(WHAT YOU HAVE TO DO): If a line in the data below contains "imageops", copy it.

Stored items:
'''
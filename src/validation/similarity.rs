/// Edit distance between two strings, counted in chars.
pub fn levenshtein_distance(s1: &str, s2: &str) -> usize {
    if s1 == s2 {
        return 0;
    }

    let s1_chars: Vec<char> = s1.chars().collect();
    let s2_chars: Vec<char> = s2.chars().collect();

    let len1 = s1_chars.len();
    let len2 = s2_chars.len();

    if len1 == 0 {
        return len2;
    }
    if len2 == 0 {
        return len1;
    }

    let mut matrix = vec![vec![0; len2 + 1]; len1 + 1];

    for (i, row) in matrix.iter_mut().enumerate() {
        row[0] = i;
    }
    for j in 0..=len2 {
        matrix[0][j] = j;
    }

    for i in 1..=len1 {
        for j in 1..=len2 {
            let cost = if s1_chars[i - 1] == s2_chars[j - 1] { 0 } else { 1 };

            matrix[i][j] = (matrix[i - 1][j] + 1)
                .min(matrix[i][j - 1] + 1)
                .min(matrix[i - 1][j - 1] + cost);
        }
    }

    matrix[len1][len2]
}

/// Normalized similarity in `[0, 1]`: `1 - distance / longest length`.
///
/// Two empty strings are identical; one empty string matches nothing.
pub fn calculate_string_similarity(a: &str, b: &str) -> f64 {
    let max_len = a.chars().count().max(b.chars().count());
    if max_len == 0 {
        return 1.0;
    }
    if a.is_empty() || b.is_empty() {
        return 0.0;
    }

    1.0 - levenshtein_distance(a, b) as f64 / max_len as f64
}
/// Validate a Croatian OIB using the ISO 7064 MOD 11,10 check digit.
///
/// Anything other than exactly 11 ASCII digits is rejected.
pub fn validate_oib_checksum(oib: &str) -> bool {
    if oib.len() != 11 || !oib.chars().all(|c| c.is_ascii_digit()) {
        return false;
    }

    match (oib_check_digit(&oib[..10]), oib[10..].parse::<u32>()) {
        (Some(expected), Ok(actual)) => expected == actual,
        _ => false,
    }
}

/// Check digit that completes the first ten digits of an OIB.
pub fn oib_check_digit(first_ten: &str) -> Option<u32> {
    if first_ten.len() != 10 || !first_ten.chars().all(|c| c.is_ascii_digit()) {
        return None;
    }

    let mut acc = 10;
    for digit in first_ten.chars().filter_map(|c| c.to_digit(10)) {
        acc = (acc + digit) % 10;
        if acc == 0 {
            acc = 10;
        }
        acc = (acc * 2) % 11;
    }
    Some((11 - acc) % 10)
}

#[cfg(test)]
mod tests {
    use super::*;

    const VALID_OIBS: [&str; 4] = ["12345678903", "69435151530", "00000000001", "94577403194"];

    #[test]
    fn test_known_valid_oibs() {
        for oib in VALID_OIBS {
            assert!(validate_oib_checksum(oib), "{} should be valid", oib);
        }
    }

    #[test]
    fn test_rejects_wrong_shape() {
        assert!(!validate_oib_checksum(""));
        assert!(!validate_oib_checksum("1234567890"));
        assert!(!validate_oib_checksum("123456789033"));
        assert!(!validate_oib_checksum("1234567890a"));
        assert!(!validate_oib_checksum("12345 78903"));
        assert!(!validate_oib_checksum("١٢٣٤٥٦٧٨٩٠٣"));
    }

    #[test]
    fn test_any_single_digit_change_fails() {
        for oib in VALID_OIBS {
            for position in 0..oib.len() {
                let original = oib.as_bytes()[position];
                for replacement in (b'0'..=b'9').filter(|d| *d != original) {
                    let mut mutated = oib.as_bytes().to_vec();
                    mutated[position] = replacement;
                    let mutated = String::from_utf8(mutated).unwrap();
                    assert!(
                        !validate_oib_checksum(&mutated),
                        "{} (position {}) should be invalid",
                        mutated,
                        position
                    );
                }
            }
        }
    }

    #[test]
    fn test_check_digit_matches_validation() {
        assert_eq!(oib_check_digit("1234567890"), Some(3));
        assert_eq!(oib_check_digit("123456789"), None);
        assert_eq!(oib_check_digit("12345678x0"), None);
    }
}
'''
'''
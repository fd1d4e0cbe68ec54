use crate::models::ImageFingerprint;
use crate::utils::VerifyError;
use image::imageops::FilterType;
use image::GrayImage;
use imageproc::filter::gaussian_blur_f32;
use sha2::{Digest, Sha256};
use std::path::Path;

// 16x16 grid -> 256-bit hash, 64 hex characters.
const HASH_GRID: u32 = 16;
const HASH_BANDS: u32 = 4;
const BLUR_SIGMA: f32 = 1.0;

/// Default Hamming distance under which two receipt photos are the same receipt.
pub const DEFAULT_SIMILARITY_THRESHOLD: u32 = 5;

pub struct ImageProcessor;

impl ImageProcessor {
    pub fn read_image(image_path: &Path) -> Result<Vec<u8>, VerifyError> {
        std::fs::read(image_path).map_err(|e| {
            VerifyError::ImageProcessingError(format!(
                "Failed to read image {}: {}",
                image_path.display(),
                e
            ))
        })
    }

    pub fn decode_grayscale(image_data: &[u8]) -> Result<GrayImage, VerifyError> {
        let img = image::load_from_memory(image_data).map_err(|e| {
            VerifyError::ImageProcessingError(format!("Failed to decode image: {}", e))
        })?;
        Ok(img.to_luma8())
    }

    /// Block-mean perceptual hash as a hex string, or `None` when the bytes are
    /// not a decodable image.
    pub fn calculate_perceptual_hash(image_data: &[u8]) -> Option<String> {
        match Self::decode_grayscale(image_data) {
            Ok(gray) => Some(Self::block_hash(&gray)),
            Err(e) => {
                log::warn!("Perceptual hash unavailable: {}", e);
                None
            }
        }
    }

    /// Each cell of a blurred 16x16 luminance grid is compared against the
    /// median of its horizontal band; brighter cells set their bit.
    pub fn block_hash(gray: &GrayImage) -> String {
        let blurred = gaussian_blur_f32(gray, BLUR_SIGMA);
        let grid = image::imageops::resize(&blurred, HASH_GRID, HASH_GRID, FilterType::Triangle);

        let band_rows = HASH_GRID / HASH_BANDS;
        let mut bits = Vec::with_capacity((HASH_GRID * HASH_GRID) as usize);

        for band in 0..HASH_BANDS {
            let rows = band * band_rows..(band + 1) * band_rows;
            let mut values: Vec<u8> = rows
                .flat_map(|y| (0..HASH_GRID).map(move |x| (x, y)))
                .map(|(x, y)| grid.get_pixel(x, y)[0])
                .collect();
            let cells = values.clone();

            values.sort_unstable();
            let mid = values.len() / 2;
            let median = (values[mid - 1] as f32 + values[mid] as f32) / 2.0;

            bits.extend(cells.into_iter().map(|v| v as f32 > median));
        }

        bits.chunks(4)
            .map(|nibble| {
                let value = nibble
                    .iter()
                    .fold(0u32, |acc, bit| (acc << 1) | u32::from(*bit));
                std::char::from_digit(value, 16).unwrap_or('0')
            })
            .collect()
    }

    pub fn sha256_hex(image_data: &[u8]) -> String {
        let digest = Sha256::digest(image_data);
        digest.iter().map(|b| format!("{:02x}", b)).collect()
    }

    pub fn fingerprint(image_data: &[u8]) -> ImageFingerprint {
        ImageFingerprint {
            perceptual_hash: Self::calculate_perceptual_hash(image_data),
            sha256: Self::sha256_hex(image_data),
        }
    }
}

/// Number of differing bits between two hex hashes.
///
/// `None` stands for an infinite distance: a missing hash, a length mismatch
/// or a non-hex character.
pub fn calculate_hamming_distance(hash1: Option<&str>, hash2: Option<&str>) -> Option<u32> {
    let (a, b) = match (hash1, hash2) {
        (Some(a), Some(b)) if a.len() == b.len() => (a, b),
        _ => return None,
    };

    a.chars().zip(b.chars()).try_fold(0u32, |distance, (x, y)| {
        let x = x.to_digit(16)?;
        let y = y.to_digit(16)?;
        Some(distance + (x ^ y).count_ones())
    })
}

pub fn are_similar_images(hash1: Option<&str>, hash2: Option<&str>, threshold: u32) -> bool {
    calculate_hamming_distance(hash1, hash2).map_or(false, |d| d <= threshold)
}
'''
(ANSWER BELOW):
use image::imageops::FilterType;
        let grid = image::imageops::resize(&blurred, HASH_GRID, HASH_GRID, FilterType::Triangle);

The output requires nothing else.